PROBLEM DETAILS:
Of all the lines below, return only those starting with the line holding "desc.dir = Some(dir.to_path_buf());" and going on through the line holding "if active.contains_key(&desc.name) &&", exactly as written.

THE INPUT:
_ _ _ _ _ _ _

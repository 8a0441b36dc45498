//! Local implementations of the registry collaborators.
//!
//! `LocalIndex` reads the package index from a JSON file; `LocalActivator`
//! is the registry loader side: it parses generated descriptor files back
//! and tracks which packages are active in this process.

use anyhow::{Context, Result, bail};
use async_trait::async_trait;
use log::{debug, info};
use std::collections::BTreeMap;
use std::path::{Path, PathBuf};
use std::sync::{Arc, Mutex};

use super::{Activator, RegistryEntry, RegistryIndex, TransactionInstaller};
use crate::package::descriptor::{PackageDescriptor, PackageKind, Upstream};
use crate::package::requirement::Requirement;
use crate::package::writer::{DESCRIPTOR_SUFFIX, RECORD_HEAD};
use crate::runtime::Runtime;
use crate::sexp::{self, Sexp};

/// Package index backed by a JSON file mapping name to entry.
#[derive(Debug, Default)]
pub struct LocalIndex {
    entries: BTreeMap<String, RegistryEntry>,
}

impl LocalIndex {
    pub fn from_entries(entries: impl IntoIterator<Item = RegistryEntry>) -> Self {
        LocalIndex {
            entries: entries
                .into_iter()
                .map(|entry| (entry.name.clone(), entry))
                .collect(),
        }
    }

    /// Load the index file; a missing file is an empty index.
    pub fn load<R: Runtime + ?Sized>(runtime: &R, path: &Path) -> Result<Self> {
        if !runtime.exists(path) {
            debug!("no index at {}, starting empty", path.display());
            return Ok(LocalIndex::default());
        }
        let contents = runtime.read_to_string(path)?;
        let mut entries: BTreeMap<String, RegistryEntry> = serde_json::from_str(&contents)
            .with_context(|| format!("Failed to parse index {}", path.display()))?;
        for (name, entry) in entries.iter_mut() {
            entry.name = name.clone();
        }
        Ok(LocalIndex { entries })
    }

    pub fn len(&self) -> usize {
        self.entries.len()
    }

    pub fn is_empty(&self) -> bool {
        self.entries.is_empty()
    }
}

impl RegistryIndex for LocalIndex {
    fn lookup(&self, name: &str) -> Option<RegistryEntry> {
        self.entries.get(name).cloned()
    }
}

/// Transaction installer that accepts every requirement set.
///
/// Stands in for a real archive-backed resolver; it only reports what it
/// was asked for.
pub struct NullTransactionInstaller;

#[async_trait]
impl TransactionInstaller for NullTransactionInstaller {
    async fn install_transaction(&self, requirements: &[Requirement]) -> Result<()> {
        for req in requirements {
            info!("dependency {} >= {}", req.name, req.min_version);
        }
        Ok(())
    }
}

/// Registry loader and in-process activation tracking.
pub struct LocalActivator<R: Runtime> {
    runtime: Arc<R>,
    active: Mutex<BTreeMap<String, PathBuf>>,
}

impl<R: Runtime> LocalActivator<R> {
    pub fn new(runtime: Arc<R>) -> Self {
        LocalActivator {
            runtime,
            active: Mutex::new(BTreeMap::new()),
        }
    }

    pub fn is_active(&self, name: &str) -> bool {
        self.active.lock().expect("activator lock").contains_key(name)
    }

    fn descriptor_file(&self, dir: &Path) -> Result<PathBuf> {
        let mut candidates: Vec<PathBuf> = self
            .runtime
            .read_dir(dir)?
            .into_iter()
            .filter(|p| {
                p.file_name()
                    .and_then(|n| n.to_str())
                    .is_some_and(|n| n.ends_with(DESCRIPTOR_SUFFIX))
            })
            .collect();
        candidates.sort();
        candidates
            .into_iter()
            .next()
            .with_context(|| format!("no descriptor file in {}", dir.display()))
    }
}

#[async_trait]
impl<R: Runtime + 'static> Activator for LocalActivator<R> {
    fn load_descriptor(&self, dir: &Path) -> Result<PackageDescriptor> {
        let file = self.descriptor_file(dir)?;
        let contents = self.runtime.read_to_string(&file)?;
        let mut desc = parse_descriptor(&contents)
            .with_context(|| format!("Failed to parse descriptor {}", file.display()))?;
        desc.dir = Some(dir.to_path_buf());
        Ok(desc)
    }

    async fn activate(&self, desc: &PackageDescriptor, reload: bool, deps: bool) -> Result<bool> {
        let dir = desc
            .dir
            .clone()
            .with_context(|| format!("descriptor for '{}' has no directory", desc.name))?;
        let mut active = self.active.lock().expect("activator lock");
        if active.contains_key(&desc.name) && !reload {
            return Ok(false);
        }
        if deps {
            for req in &desc.requirements {
                debug!("assuming dependency {} is active", req.name);
            }
        }
        active.insert(desc.name.clone(), dir);
        info!("activated {}", desc.name);
        Ok(true)
    }

    fn compile(&self, desc: &PackageDescriptor) -> Result<()> {
        debug!("compile pass for {}", desc.name);
        Ok(())
    }

    async fn native_compile(&self, desc: &PackageDescriptor) -> Result<()> {
        debug!("native compile pass for {}", desc.name);
        Ok(())
    }

    fn reload_stale(&self, desc: &PackageDescriptor) -> Result<()> {
        debug!("reloading stale units of {}", desc.name);
        Ok(())
    }
}

fn opt_string(value: &Sexp) -> Result<Option<String>> {
    if value.is_nil() {
        return Ok(None);
    }
    value
        .as_str()
        .map(|s| Some(s.to_string()))
        .context("expected string or nil")
}

fn parse_upstream(value: &Sexp) -> Result<Upstream> {
    let items = value.as_list().context(":upstream must be a list")?;
    if items.len() != 4 {
        bail!(":upstream must have four elements");
    }
    let backend = if items[0].is_nil() {
        None
    } else {
        Some(
            items[0]
                .as_symbol()
                .context("backend must be a symbol")?
                .parse()?,
        )
    };
    Ok(Upstream {
        backend,
        location: items[1]
            .as_str()
            .context("upstream location must be a string")?
            .to_string(),
        subdir: opt_string(&items[2])?,
        branch: opt_string(&items[3])?,
    })
}

/// Parse a generated descriptor record. Rejects anything that does not
/// match the written shape exactly.
pub fn parse_descriptor(contents: &str) -> Result<PackageDescriptor> {
    let record = sexp::parse(contents)?;
    let items = record.as_list().context("descriptor must be a list")?;
    if items.len() < 5 || items[0].as_symbol() != Some(RECORD_HEAD) {
        bail!("not a {} record", RECORD_HEAD);
    }
    let name = items[1].as_name().context("package name missing")?;
    let Sexp::Cons(tag, version) = &items[2] else {
        bail!("expected (vc . VERSION) tuple");
    };
    if tag.as_symbol() != Some("vc") {
        bail!("version tuple is not vc-tagged");
    }
    let version = version.as_str().context("version must be a string")?;
    let summary = items[3].as_str().context("summary must be a string")?;

    let mut requirements = Vec::new();
    for dep in items[4].as_list().context("dependency list missing")? {
        let pair = dep.as_list().context("dependency must be a pair")?;
        let dep_name = pair
            .first()
            .and_then(Sexp::as_name)
            .context("dependency name missing")?;
        let min = match pair.get(1) {
            Some(v) => v.as_str().context("dependency version must be a string")?,
            None => "0",
        };
        requirements.push(Requirement::new(dep_name, min.parse()?));
    }

    let mut desc = PackageDescriptor {
        name: name.to_string(),
        kind: PackageKind::Vc,
        dir: None,
        summary: summary.to_string(),
        requirements,
        version: Some(version.to_string()),
        upstream: None,
        rev: None,
        vc_spec: None,
        extras: BTreeMap::new(),
    };

    let mut rest = items[5..].iter();
    while let Some(key) = rest.next() {
        let key = key
            .as_symbol()
            .and_then(|s| s.strip_prefix(':'))
            .context("expected keyword field")?;
        let value = rest.next().context("keyword field without value")?;
        match key {
            "kind" => {
                desc.kind = value
                    .as_symbol()
                    .context(":kind must be a symbol")?
                    .parse()?;
            }
            "upstream" => desc.upstream = Some(parse_upstream(value)?),
            "rev" => desc.rev = opt_string(value)?,
            other => {
                let rendered = match value {
                    Sexp::Str(s) => s.clone(),
                    v => v.to_string(),
                };
                desc.extras.insert(other.to_string(), rendered);
            }
        }
    }

    if desc.kind == PackageKind::Vc && desc.upstream.is_none() {
        bail!("vc package '{}' has no :upstream field", desc.name);
    }
    Ok(desc)
}

#[cfg(test)]
mod tests {
    use super::*;
    use crate::package::writer;
    use crate::runtime::MockRuntime;
    use crate::vcs::Backend;

    fn sample() -> PackageDescriptor {
        let mut upstream = Upstream::new(Some(Backend::Git), "https://example.com/foo.git");
        upstream.subdir = Some("sub".into());
        let mut desc = PackageDescriptor::vc("foo", upstream).with_summary("A thing.");
        desc.version = Some("1.2".into());
        desc.requirements = vec![Requirement::new("bar", "0.3".parse().unwrap())];
        desc.extras.insert("commit".into(), "abc123".into());
        desc
    }

    #[test]
    fn test_descriptor_round_trip() {
        let original = sample();
        let rendered = writer::render(&original, Some("foo.src"));
        let parsed = parse_descriptor(&rendered).unwrap();

        assert_eq!(parsed.name, original.name);
        assert_eq!(parsed.kind, PackageKind::Vc);
        assert_eq!(parsed.version.as_deref(), Some("1.2"));
        assert_eq!(parsed.summary, original.summary);
        assert_eq!(parsed.requirements, original.requirements);
        assert_eq!(parsed.upstream, original.upstream);
        assert_eq!(parsed.extras.get("commit").unwrap(), "abc123");
    }

    #[test]
    fn test_parse_descriptor_rejects_foreign_records() {
        assert!(parse_descriptor("(define-package \"foo\")").is_err());
        assert!(parse_descriptor("(vc-package \"foo\")").is_err());
        assert!(parse_descriptor("garbage").is_err());
    }

    #[test]
    fn test_parse_descriptor_requires_upstream_for_vc() {
        let err = parse_descriptor("(vc-package \"foo\" (vc . \"1\") \"s\" () :kind vc)")
            .unwrap_err();
        assert!(err.to_string().contains("no :upstream"));
    }

    #[test]
    fn test_parse_descriptor_nil_backend() {
        let parsed = parse_descriptor(
            "(vc-package \"foo\" (vc . \"1\") \"s\" () :kind vc :upstream (nil \"u\" nil nil))",
        )
        .unwrap();
        let upstream = parsed.upstream.unwrap();
        assert_eq!(upstream.backend, None);
        assert_eq!(upstream.location, "u");
    }

    #[test]
    fn test_local_index_lookup() {
        let index = LocalIndex::from_entries([RegistryEntry {
            name: "foo".into(),
            summary: "A thing.".into(),
            ..Default::default()
        }]);
        assert_eq!(index.lookup("foo").unwrap().summary, "A thing.");
        assert!(index.lookup("missing").is_none());
        assert_eq!(index.len(), 1);
    }

    #[test]
    fn test_local_index_load_missing_is_empty() {
        let mut runtime = MockRuntime::new();
        runtime.expect_exists().return_const(false);
        let index = LocalIndex::load(&runtime, Path::new("/idx.json")).unwrap();
        assert!(index.is_empty());
    }

    #[test]
    fn test_local_index_load_fills_names_from_keys() {
        let mut runtime = MockRuntime::new();
        runtime.expect_exists().return_const(true);
        runtime.expect_read_to_string().returning(|_| {
            Ok(r#"{"foo": {"summary": "A thing.", "extras": {"vc": "git u"}}}"#.into())
        });
        let index = LocalIndex::load(&runtime, Path::new("/idx.json")).unwrap();
        let entry = index.lookup("foo").unwrap();
        assert_eq!(entry.name, "foo");
        assert_eq!(entry.vc_spec(), Some("git u"));
    }

    #[tokio::test]
    async fn test_activate_tracks_and_respects_reload_flag() {
        let activator = LocalActivator::new(Arc::new(MockRuntime::new()));
        let mut desc = sample();
        desc.dir = Some(PathBuf::from("/pkgs/foo-vc"));

        assert!(activator.activate(&desc, false, true).await.unwrap());
        assert!(activator.is_active("foo"));
        // Second activation without reload is a no-op
        assert!(!activator.activate(&desc, false, true).await.unwrap());
        assert!(activator.activate(&desc, true, true).await.unwrap());
    }

    #[tokio::test]
    async fn test_activate_requires_directory() {
        let activator = LocalActivator::new(Arc::new(MockRuntime::new()));
        let desc = sample(); // dir unset
        assert!(activator.activate(&desc, true, true).await.is_err());
    }

    #[test]
    fn test_load_descriptor_reads_the_generated_file() {
        let desc = sample();
        let rendered = writer::render(&desc, None);

        let mut runtime = MockRuntime::new();
        runtime
            .expect_read_dir()
            .returning(|dir| Ok(vec![dir.join("notes.txt"), dir.join("foo-pkg.eld")]));
        runtime
            .expect_read_to_string()
            .returning(move |_| Ok(rendered.clone()));

        let activator = LocalActivator::new(Arc::new(runtime));
        let loaded = activator.load_descriptor(Path::new("/pkgs/foo-vc")).unwrap();
        assert_eq!(loaded.name, "foo");
        assert_eq!(loaded.dir.as_deref(), Some(Path::new("/pkgs/foo-vc")));
    }

    #[test]
    fn test_load_descriptor_without_file_fails() {
        let mut runtime = MockRuntime::new();
        runtime.expect_read_dir().returning(|_| Ok(vec![]));
        let activator = LocalActivator::new(Arc::new(runtime));
        assert!(activator.load_descriptor(Path::new("/pkgs/foo-vc")).is_err());
    }
}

_ _ _ _ _ _ _

REPLY:
        desc.dir = Some(dir.to_path_buf());
        Ok(desc)
    }

    async fn activate(&self, desc: &PackageDescriptor, reload: bool, deps: bool) -> Result<bool> {
        let dir = desc
            .dir
            .clone()
            .with_context(|| format!("descriptor for '{}' has no directory", desc.name))?;
        let mut active = self.active.lock().expect("activator lock");
        if active.contains_key(&desc.name) && !reload {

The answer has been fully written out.